# [Assignment]
The output should be every line below that includes the word "filename".

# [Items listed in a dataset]
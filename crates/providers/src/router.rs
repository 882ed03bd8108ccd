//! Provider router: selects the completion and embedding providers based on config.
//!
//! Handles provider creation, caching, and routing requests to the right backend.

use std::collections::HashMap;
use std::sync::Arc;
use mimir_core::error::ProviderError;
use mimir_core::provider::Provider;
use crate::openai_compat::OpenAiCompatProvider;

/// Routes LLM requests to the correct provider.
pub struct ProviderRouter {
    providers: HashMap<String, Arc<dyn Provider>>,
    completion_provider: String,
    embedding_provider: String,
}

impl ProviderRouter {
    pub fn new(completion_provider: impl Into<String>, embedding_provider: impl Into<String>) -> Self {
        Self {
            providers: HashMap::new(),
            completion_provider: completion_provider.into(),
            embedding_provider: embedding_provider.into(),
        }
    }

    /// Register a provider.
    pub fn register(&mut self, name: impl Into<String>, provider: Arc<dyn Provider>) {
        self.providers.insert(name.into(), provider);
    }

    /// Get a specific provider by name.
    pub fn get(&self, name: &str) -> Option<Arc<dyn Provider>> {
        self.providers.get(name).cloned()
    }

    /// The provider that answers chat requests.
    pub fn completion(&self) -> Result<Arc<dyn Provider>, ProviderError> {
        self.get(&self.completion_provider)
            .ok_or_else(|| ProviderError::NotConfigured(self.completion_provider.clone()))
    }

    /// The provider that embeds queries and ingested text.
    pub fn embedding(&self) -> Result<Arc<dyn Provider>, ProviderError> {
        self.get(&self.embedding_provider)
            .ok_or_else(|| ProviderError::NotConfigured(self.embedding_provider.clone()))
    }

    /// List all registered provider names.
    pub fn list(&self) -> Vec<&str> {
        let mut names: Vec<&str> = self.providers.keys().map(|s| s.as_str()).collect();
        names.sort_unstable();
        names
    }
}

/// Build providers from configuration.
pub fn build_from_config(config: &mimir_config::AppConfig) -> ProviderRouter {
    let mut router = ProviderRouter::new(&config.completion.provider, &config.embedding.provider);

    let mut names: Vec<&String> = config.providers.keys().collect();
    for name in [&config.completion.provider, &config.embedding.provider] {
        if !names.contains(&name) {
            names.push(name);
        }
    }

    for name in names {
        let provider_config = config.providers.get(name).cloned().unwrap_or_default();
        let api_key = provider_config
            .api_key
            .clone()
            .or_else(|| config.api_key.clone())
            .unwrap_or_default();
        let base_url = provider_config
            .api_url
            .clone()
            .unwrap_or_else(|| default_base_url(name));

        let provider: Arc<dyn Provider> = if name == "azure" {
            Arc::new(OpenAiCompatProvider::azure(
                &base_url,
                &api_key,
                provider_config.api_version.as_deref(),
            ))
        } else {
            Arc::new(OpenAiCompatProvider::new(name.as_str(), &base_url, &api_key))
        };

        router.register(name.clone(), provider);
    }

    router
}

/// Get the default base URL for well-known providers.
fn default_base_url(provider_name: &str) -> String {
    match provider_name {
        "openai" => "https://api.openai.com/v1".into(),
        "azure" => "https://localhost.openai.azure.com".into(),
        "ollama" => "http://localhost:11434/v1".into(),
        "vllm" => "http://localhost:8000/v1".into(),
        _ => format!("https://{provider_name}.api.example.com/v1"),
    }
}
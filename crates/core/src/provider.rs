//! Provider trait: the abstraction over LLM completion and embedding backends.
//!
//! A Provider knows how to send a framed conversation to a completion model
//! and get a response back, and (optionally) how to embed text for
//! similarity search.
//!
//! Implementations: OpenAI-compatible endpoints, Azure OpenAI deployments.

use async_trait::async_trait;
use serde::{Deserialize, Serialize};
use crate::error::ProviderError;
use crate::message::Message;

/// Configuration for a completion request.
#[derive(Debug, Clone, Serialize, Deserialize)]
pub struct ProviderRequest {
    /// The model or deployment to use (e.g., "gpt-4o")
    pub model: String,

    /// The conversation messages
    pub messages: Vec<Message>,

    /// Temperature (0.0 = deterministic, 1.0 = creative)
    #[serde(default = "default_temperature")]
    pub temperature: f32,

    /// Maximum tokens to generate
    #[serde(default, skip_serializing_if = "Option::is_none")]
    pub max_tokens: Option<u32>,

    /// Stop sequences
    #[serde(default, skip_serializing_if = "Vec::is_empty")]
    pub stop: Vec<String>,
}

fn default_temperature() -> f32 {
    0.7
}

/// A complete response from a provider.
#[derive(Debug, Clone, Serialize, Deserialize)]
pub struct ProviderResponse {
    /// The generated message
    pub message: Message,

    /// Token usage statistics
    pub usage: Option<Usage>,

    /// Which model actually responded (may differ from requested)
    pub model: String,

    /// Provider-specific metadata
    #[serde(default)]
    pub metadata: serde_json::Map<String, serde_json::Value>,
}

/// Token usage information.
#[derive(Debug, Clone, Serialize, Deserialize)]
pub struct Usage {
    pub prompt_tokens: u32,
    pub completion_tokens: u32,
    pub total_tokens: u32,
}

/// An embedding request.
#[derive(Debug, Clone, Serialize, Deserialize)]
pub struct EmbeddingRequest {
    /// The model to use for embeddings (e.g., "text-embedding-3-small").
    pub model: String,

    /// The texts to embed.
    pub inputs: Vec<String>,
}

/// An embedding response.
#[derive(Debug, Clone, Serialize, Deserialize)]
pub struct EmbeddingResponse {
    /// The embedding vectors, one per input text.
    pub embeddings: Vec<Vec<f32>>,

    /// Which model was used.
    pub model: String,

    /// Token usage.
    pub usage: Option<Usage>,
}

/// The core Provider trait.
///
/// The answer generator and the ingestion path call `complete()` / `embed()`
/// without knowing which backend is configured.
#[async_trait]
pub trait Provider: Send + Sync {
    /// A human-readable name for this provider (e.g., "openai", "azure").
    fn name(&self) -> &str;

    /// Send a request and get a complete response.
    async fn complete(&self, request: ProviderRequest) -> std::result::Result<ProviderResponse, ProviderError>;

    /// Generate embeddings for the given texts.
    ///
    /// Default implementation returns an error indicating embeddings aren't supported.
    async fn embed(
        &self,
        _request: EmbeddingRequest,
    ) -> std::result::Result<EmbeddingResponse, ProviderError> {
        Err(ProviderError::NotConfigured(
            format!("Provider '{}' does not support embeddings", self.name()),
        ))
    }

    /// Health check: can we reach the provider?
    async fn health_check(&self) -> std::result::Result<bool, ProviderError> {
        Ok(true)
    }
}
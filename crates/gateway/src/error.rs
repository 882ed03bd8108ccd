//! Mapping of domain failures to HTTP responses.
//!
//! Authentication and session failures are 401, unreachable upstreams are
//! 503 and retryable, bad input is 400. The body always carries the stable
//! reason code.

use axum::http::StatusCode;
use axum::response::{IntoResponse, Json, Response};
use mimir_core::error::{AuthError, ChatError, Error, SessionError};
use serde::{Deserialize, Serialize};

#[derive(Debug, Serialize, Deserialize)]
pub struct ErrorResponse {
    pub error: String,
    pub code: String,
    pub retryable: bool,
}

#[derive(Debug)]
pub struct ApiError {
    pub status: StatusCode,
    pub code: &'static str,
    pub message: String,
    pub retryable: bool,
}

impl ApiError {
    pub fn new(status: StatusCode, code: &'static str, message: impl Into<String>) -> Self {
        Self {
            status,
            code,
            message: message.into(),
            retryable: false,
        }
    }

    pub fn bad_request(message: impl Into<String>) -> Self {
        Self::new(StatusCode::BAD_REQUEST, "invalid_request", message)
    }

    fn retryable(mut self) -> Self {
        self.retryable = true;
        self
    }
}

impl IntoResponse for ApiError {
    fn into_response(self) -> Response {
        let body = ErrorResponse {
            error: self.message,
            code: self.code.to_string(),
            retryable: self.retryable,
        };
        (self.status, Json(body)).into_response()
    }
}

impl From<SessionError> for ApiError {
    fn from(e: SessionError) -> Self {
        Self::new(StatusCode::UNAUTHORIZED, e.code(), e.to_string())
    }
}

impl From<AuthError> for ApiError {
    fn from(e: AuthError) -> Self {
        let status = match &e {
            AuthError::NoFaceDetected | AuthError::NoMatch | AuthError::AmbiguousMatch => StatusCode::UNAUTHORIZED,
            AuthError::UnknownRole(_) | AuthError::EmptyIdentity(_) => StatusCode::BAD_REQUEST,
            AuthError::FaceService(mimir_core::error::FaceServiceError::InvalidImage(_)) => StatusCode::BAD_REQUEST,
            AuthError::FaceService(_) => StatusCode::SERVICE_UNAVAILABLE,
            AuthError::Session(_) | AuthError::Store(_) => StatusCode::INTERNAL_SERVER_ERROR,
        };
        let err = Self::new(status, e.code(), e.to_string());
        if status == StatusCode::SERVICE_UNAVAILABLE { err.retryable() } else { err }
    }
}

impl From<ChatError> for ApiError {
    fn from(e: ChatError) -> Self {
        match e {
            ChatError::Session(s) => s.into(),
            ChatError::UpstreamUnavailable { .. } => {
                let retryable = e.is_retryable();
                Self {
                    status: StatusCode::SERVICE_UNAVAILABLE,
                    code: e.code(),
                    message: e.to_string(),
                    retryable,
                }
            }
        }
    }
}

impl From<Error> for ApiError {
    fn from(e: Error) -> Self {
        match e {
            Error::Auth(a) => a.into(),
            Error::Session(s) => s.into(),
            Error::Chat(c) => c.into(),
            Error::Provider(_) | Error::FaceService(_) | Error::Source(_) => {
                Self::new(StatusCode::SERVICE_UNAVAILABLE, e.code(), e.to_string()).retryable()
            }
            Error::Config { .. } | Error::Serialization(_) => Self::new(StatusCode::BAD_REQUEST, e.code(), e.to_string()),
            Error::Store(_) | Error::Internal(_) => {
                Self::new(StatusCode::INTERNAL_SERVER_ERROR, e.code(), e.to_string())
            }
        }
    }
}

# [Completed task]
filename crates/providers/src/router.rs
filename crates/core/src/provider.rs
filename crates/gateway/src/error.rs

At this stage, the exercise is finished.